Senti necessidade de respostas e ali, junto de mim,
estava uma pessoa que sabia de tudo do mar:
- Seu Antônio, se
aquele navio quisesse, podia passar por aqui, pertinho
da gente?
- Podia não! É muito
raso. Ele vai para o porto porque tem um canal...
- Um canal?
- É uma passagem mais
funda.
- E um submarino?
- Eu nunca vi!...
- E um submarino podia
passar para o lado de cá?
- Só se fosse voando!
Está perguntando isso tudo por que? Está com medo?!
- Não, não é isso não.
É que o soldado me disse que estava vigiando para ver se
os submarinos atacavam a praia!
O
pescador riu muito e notando que eu estava sem graça,
com cara de besta, tentou explicar:
- Ele estava brincando
com você!
- Mas ele disse
sério...
- Sério coisa nenhuma!
O que aqueles soldados faziam na beira-mar era tomar
cachaça e namorar!
Muito tempo
depois ouvi de um amigo mais velho, que na época da
guerra havia sido convocado e levado para uma espécie de
centro de treinamento chamado Aldeia, em Pernambuco, as
histórias da sua participação na preparação para ir ao
palco do tal conflito mundial, onde ele nunca foi!
Eram histórias não muito diferentes das informações
que me foram dadas por Antônio Amarelo, o pescador.
Depois disso, toda vez que vejo um desfile cívico de
ex-pracinhas, a primeira imagem que me vem à mente é a
de um submarino!
3
SONHOS
&
PAIXÕES
A
primeira vez que ao acordar lembrei-me de um sonho
inteirinho, com todos os detalhes, eu ainda era menino.
O caminhão de Seu Everaldo, cujo nome ele ostentava na
frente da boléia de madeira e nas laterais da carroceria
informava em grandes letras que Fazem-se Mudanças,
estacionava próximo à minha casa na Rua da República, em
frente a da vizinha que era irmã do motorista
proprietário. Costumávamos, eu e meu irmão Ednaldo,
brincar dentro da boléia do caminhão de Seu Everaldo
enquanto ele almoçava, tendo o cuidado de cair fora
antes da sua volta.

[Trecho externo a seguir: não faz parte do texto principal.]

//! Media discovery.
//!
//! Walks a folder tree and produces the ordered list of playable files
//! a playlist is generated from. A failure inside one subdirectory is
//! contained there; the rest of the scan always completes.

use std::fs;
use std::path::{ Path, PathBuf };

use crate::paths::natural_compare;


/// File extensions the player is expected to handle.
pub const PLAYABLE_EXTENSIONS: &[&str] = &[
    "mp4", "mkv", "avi", "mov", "webm", "wmv", "mp3", "flac", "m4a",
];

/// Bound on recursion so a symlink cycle cannot run away.
const MAX_DEPTH: usize = 64;


/// Scans a folder recursively for playable files.
///
/// Direct files of a directory come first in natural filename order,
/// followed by the fully-expanded contents of each subdirectory, also
/// in natural order, depth-first. A missing root yields an empty list.
pub fn scan( root: &Path ) -> Vec<PathBuf> {
    let mut collected = Vec::new();

    if !root.exists() {
        return collected;
    }

    scan_recursive( root, 0, &mut collected );
    collected
}


fn scan_recursive( dir: &Path, depth: usize, collected: &mut Vec<PathBuf> ) {
    if depth >= MAX_DEPTH {
        tracing::warn!( "Scan depth limit reached, skipping: {:?}", dir );
        return;
    }

    let entries = match fs::read_dir( dir ) {
        Ok( entries ) => entries,
        Err( e ) => {
            // Unreadable directory contributes nothing; siblings continue.
            tracing::warn!( "Cannot list {:?}: {}", dir, e );
            return;
        }
    };

    let mut dirs: Vec<( String, PathBuf )> = Vec::new();
    let mut files: Vec<( String, PathBuf )> = Vec::new();

    for entry in entries.flatten() {
        let path = entry.path();
        let name = entry.file_name().to_string_lossy().into_owned();

        if path.is_dir() {
            dirs.push(( name, path ));
        } else if is_playable( &path ) {
            files.push(( name, path ));
        }
    }

    dirs.sort_by( |a, b| natural_compare( &a.0, &b.0 ) );
    files.sort_by( |a, b| natural_compare( &a.0, &b.0 ) );

    collected.extend( files.into_iter().map( |( _, path )| path ) );

    for ( _, sub ) in dirs {
        scan_recursive( &sub, depth + 1, collected );
    }
}


/// Checks if a file has a playable extension (case-insensitive).
fn is_playable( path: &Path ) -> bool {
    path.extension()
        .and_then( |e| e.to_str() )
        .map( |e| PLAYABLE_EXTENSIONS.contains( &e.to_lowercase().as_str() ) )
        .unwrap_or( false )
}


#[cfg( test )]
mod tests {
    use super::*;


    fn touch( path: &Path ) {
        fs::write( path, b"" ).unwrap();
    }


    #[test]
    fn test_scan_missing_root_is_empty() {
        let dir = tempfile::tempdir().unwrap();
        let gone = dir.path().join( "never-created" );
        assert!( scan( &gone ).is_empty() );
    }


    #[test]
    fn test_scan_files_before_subdirectories() {
        let dir = tempfile::tempdir().unwrap();
        touch( &dir.path().join( "b.mp4" ) );
        touch( &dir.path().join( "a.mp4" ) );
        fs::create_dir( dir.path().join( "sub" ) ).unwrap();
        touch( &dir.path().join( "sub" ).join( "c.mp3" ) );

        let found = scan( dir.path() );
        let names: Vec<String> = found.iter()
            .map( |p| p.file_name().unwrap().to_string_lossy().into_owned() )
            .collect();

        assert_eq!( names, vec![ "a.mp4", "b.mp4", "c.mp3" ] );
    }


    #[test]
    fn test_scan_natural_order_within_directory() {
        let dir = tempfile::tempdir().unwrap();
        touch( &dir.path().join( "ep10.mkv" ) );
        touch( &dir.path().join( "ep2.mkv" ) );
        touch( &dir.path().join( "ep1.mkv" ) );

        let names: Vec<String> = scan( dir.path() ).iter()
            .map( |p| p.file_name().unwrap().to_string_lossy().into_owned() )
            .collect();

        assert_eq!( names, vec![ "ep1.mkv", "ep2.mkv", "ep10.mkv" ] );
    }


    #[test]
    fn test_scan_subdirectories_in_natural_order() {
        let dir = tempfile::tempdir().unwrap();
        for sub in [ "season10", "season2" ] {
            fs::create_dir( dir.path().join( sub ) ).unwrap();
            touch( &dir.path().join( sub ).join( "pilot.mp4" ) );
        }

        let found = scan( dir.path() );
        assert_eq!( found.len(), 2 );
        assert!( found[ 0 ].starts_with( dir.path().join( "season2" ) ) );
        assert!( found[ 1 ].starts_with( dir.path().join( "season10" ) ) );
    }


    #[test]
    fn test_scan_filters_non_playable() {
        let dir = tempfile::tempdir().unwrap();
        touch( &dir.path().join( "movie.mp4" ) );
        touch( &dir.path().join( "notes.txt" ) );
        touch( &dir.path().join( "cover.jpg" ) );
        touch( &dir.path().join( "noextension" ) );

        let found = scan( dir.path() );
        assert_eq!( found.len(), 1 );
        assert_eq!( found[ 0 ].file_name().unwrap(), "movie.mp4" );
    }


    #[test]
    fn test_scan_extension_match_is_case_insensitive() {
        let dir = tempfile::tempdir().unwrap();
        touch( &dir.path().join( "LOUD.MP4" ) );

        assert_eq!( scan( dir.path() ).len(), 1 );
    }


    #[cfg( unix )]
    #[test]
    fn test_scan_unreadable_subdirectory_keeps_siblings() {
        use std::os::unix::fs::PermissionsExt;

        let dir = tempfile::tempdir().unwrap();
        touch( &dir.path().join( "keep.mp4" ) );

        let locked = dir.path().join( "locked" );
        fs::create_dir( &locked ).unwrap();
        fs::set_permissions( &locked, fs::Permissions::from_mode( 0o000 ) ).unwrap();

        let found = scan( dir.path() );

        fs::set_permissions( &locked, fs::Permissions::from_mode( 0o755 ) ).unwrap();

        assert!( found.iter().any( |p| p.ends_with( "keep.mp4" ) ) );
    }


    #[test]
    fn test_scan_symlink_cycle_terminates() {
        #[cfg( unix )]
        {
            let dir = tempfile::tempdir().unwrap();
            touch( &dir.path().join( "a.mp3" ) );
            std::os::unix::fs::symlink( dir.path(), dir.path().join( "loop" ) ).unwrap();

            let found = scan( dir.path() );
            assert!( found.iter().any( |p| p.ends_with( "a.mp3" ) ) );
        }
    }
}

Um dia, ou por termos esquecido do
tempo ou por ele ter voltado antes da hora habitual,
fomos surpreendidos com a boca na botija. Nos
repreendeu, dizendo não ser aquele um local para se
brincar, pois poderíamos causar um sério desastre, com o
caminhão descendo ladeira abaixo, podendo matar
pessoas, inclusive a nós mesmos. Que não iria enredar à
minha mãe, mas que nós nunca mais voltássemos a mexer no
caminhão dele.
Quando acordei no
outro dia estava gravado na memória o meu primeiro sonho
lembrado. Parecia que ainda estava vendo: o caminhão
descendo desembestado a ladeira da Fábrica de Bebidas
Sanhauá, colidindo com a ponte do rio de mesmo nome e
caindo dentro da lama do mangue. No sonho, um sentimento
de culpa; ao acordar, o alívio de ter sido um sonho.
Temendo ter que
explicar a razão provocadora do sonho, contei-o somente
à Severina, a cozinheira lá de casa, que, viciada no
jogo do bicho que era, foi logo decifrando:
- Vai dá elefante! É o
maior bicho que tem. É o que chega mais perto do tamanho
do caminhão!
A moeda de duzentos
réis que eu ganhara de um tio e que estava guardada,
esperando a chegada de um pequeno cofre de madeira
prometido, foi, por indução de Severina e
desconhecimento da minha mãe, usada para jogar no bicho.
À tardinha estava lá na tabuleta: elefante! E os meus
duzentos réis transformados em quatro mil réis. Que
azar! Estava rico e tinha que esconder o fato. Separei
uma moeda de duzentos réis e guardei no mesmo lugar da
outra. Dei mil réis para Severina. Com os dois mil e
oitocentos réis restantes, enchi o rabo de sorvetes e
picolés, o que resultou num resfriado violento, com
febre e garganta inflamada, deixando-me alguns dias de
cama...
Depois veio a
adolescência com muitos sonhos e paixões impossíveis.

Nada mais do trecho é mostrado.